> _INPUT RECORDS_

╔══

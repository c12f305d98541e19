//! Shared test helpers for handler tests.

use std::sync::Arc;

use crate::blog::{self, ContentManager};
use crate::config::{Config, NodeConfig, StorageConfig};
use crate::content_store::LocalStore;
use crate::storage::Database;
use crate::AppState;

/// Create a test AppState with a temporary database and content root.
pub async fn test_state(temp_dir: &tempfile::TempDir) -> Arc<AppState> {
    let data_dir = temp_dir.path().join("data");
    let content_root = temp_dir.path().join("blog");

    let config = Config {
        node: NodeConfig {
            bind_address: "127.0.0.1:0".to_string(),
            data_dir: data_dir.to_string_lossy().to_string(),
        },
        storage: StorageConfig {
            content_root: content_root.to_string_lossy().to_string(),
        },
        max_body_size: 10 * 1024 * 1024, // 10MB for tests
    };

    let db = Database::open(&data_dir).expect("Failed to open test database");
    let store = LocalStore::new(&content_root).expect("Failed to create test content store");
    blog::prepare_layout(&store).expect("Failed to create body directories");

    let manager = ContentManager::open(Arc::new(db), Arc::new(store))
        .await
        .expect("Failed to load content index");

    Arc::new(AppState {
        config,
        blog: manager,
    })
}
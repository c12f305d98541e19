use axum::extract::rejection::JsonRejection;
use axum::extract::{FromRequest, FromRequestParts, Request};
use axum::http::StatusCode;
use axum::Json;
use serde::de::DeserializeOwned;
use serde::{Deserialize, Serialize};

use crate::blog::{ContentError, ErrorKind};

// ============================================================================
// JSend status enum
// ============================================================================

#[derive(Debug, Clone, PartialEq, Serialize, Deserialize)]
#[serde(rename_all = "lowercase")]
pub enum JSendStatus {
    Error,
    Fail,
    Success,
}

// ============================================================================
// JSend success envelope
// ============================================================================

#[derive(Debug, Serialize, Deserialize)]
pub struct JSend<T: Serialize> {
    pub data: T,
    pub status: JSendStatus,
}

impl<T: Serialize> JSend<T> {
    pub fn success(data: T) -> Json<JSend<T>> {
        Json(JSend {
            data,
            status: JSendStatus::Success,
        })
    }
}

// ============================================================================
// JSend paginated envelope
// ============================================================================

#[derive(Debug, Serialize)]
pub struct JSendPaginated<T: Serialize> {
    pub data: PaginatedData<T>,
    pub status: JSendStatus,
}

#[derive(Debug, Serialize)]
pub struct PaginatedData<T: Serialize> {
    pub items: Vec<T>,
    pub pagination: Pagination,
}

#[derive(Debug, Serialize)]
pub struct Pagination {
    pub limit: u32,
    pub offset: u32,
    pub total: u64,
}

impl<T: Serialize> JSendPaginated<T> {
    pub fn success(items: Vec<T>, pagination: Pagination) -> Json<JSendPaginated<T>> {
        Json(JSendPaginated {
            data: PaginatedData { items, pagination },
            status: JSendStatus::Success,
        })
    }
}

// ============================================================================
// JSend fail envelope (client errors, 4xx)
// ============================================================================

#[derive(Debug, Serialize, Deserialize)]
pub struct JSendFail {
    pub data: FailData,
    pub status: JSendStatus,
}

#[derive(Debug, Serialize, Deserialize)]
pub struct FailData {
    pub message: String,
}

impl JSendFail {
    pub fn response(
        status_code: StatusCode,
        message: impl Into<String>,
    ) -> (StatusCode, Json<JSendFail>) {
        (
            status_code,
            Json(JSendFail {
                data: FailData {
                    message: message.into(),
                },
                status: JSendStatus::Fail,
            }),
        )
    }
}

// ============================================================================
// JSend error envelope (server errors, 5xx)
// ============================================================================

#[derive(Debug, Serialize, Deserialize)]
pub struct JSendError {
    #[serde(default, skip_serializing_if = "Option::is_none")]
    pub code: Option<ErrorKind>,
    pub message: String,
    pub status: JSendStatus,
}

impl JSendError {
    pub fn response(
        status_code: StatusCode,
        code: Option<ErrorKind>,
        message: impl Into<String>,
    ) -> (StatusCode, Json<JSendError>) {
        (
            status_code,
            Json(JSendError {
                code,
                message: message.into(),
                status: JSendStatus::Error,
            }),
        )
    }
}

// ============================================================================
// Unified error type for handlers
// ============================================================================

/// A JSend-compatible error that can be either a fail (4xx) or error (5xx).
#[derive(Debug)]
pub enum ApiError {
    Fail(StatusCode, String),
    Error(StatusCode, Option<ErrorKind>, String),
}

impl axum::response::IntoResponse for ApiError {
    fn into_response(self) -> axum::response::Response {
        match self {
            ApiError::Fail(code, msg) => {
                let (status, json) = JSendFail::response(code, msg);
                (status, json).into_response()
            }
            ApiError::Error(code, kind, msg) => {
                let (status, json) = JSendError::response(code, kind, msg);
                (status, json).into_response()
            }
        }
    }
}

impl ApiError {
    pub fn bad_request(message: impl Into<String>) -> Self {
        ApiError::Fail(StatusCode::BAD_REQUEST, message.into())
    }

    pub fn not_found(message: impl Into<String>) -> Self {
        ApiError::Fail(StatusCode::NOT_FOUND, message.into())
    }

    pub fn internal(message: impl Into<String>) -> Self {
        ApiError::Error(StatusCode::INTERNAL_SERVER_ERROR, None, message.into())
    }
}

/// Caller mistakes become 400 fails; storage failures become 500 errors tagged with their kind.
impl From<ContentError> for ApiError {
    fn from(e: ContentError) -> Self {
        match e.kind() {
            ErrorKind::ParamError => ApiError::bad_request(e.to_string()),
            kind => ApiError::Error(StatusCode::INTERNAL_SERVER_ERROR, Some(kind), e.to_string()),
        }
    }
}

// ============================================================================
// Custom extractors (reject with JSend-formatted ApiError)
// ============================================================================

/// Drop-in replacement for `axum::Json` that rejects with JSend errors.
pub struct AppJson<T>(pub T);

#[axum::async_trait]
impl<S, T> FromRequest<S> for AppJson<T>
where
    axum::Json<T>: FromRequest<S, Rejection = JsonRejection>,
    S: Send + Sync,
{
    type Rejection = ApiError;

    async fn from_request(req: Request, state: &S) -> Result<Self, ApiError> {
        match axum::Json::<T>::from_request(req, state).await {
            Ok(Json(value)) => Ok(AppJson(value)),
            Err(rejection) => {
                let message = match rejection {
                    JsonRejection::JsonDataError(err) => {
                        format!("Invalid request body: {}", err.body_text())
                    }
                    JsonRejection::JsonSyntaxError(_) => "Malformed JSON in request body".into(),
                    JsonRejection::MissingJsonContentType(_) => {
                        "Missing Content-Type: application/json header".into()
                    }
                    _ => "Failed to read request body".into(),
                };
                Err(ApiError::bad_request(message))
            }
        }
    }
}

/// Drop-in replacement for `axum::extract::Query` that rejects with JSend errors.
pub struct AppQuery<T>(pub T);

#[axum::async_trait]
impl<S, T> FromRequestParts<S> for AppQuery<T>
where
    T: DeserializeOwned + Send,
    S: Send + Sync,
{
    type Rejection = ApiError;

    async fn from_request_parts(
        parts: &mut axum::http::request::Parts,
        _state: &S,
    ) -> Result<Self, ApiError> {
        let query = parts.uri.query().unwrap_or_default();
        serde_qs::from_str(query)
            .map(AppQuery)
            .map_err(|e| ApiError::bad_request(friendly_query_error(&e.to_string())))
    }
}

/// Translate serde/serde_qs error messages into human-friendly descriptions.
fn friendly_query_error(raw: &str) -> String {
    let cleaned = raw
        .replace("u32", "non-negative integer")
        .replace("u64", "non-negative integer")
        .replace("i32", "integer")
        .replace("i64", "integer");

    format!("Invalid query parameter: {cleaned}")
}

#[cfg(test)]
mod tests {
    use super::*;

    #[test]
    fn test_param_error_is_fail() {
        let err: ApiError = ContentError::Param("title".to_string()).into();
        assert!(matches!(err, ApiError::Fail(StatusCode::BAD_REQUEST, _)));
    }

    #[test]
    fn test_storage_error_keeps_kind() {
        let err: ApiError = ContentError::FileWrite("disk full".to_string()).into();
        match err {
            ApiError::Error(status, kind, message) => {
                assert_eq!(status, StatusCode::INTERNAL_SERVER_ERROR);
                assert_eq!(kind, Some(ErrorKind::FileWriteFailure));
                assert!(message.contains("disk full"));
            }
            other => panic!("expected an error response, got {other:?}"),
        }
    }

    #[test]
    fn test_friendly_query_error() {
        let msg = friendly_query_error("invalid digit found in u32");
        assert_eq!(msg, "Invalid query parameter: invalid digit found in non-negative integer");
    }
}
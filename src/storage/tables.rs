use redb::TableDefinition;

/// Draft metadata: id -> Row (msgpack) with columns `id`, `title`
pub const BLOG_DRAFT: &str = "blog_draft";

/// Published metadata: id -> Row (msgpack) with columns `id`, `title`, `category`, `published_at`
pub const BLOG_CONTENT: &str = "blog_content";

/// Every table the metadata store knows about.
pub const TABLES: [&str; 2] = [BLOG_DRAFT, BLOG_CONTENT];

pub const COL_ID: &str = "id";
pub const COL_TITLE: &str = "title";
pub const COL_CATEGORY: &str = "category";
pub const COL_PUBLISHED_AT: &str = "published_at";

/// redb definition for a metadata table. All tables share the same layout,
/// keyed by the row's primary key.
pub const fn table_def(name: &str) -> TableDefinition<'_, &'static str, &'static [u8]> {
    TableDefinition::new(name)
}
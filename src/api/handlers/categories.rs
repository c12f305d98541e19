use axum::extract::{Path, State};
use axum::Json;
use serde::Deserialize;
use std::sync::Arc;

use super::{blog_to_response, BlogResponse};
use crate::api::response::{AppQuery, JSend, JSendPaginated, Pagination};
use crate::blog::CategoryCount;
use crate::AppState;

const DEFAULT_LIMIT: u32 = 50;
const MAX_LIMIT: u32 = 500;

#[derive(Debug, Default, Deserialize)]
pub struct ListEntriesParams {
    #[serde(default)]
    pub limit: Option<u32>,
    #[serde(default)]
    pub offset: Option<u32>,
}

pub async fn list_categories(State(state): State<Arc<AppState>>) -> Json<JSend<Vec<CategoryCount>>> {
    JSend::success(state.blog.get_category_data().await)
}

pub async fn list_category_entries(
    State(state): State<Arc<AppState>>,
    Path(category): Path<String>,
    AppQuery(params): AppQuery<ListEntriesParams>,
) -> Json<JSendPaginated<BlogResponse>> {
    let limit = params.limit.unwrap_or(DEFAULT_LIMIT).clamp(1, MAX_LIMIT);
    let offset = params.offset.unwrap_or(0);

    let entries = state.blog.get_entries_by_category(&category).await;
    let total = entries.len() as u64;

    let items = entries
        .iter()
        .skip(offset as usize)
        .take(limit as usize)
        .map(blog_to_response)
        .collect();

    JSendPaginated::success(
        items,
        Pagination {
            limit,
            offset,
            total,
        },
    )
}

╚══
╔══

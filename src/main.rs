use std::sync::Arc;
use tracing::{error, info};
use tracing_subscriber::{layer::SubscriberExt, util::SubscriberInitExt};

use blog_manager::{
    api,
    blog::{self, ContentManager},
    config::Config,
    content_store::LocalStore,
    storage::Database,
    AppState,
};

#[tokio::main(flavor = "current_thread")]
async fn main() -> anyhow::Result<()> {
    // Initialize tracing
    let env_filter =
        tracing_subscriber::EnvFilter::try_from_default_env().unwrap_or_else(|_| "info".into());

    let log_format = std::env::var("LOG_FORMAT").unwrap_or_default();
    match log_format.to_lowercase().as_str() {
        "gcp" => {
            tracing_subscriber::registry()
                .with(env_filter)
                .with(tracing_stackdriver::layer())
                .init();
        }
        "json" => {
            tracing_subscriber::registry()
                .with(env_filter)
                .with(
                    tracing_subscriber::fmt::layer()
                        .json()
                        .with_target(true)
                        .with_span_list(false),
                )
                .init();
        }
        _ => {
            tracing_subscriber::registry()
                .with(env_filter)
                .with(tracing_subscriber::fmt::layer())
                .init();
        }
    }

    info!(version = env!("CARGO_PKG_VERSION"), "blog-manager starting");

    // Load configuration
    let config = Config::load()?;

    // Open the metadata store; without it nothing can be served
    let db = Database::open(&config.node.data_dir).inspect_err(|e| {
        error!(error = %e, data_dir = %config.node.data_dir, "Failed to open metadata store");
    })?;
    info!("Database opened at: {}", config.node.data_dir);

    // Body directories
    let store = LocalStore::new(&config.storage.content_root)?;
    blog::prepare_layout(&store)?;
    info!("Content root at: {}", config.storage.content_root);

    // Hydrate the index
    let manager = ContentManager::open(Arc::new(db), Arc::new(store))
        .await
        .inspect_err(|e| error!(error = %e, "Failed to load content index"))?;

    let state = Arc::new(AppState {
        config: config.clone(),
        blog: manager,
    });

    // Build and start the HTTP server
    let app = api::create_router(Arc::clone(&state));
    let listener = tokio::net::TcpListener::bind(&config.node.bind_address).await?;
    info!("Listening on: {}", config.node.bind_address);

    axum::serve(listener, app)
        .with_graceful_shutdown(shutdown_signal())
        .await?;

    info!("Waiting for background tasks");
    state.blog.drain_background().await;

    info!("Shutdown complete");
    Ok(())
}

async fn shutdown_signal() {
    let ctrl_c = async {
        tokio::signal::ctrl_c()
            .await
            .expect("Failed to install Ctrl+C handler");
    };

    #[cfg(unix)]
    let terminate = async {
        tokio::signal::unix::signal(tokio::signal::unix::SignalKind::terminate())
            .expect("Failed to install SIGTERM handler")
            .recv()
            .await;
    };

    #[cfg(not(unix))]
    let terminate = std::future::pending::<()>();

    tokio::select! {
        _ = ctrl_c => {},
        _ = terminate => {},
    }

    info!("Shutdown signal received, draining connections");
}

╚══

Copy every single line of the material above that holds "disk".

        let err: ApiError = ContentError::FileWrite("disk full".to_string()).into();
                assert!(message.contains("disk full"));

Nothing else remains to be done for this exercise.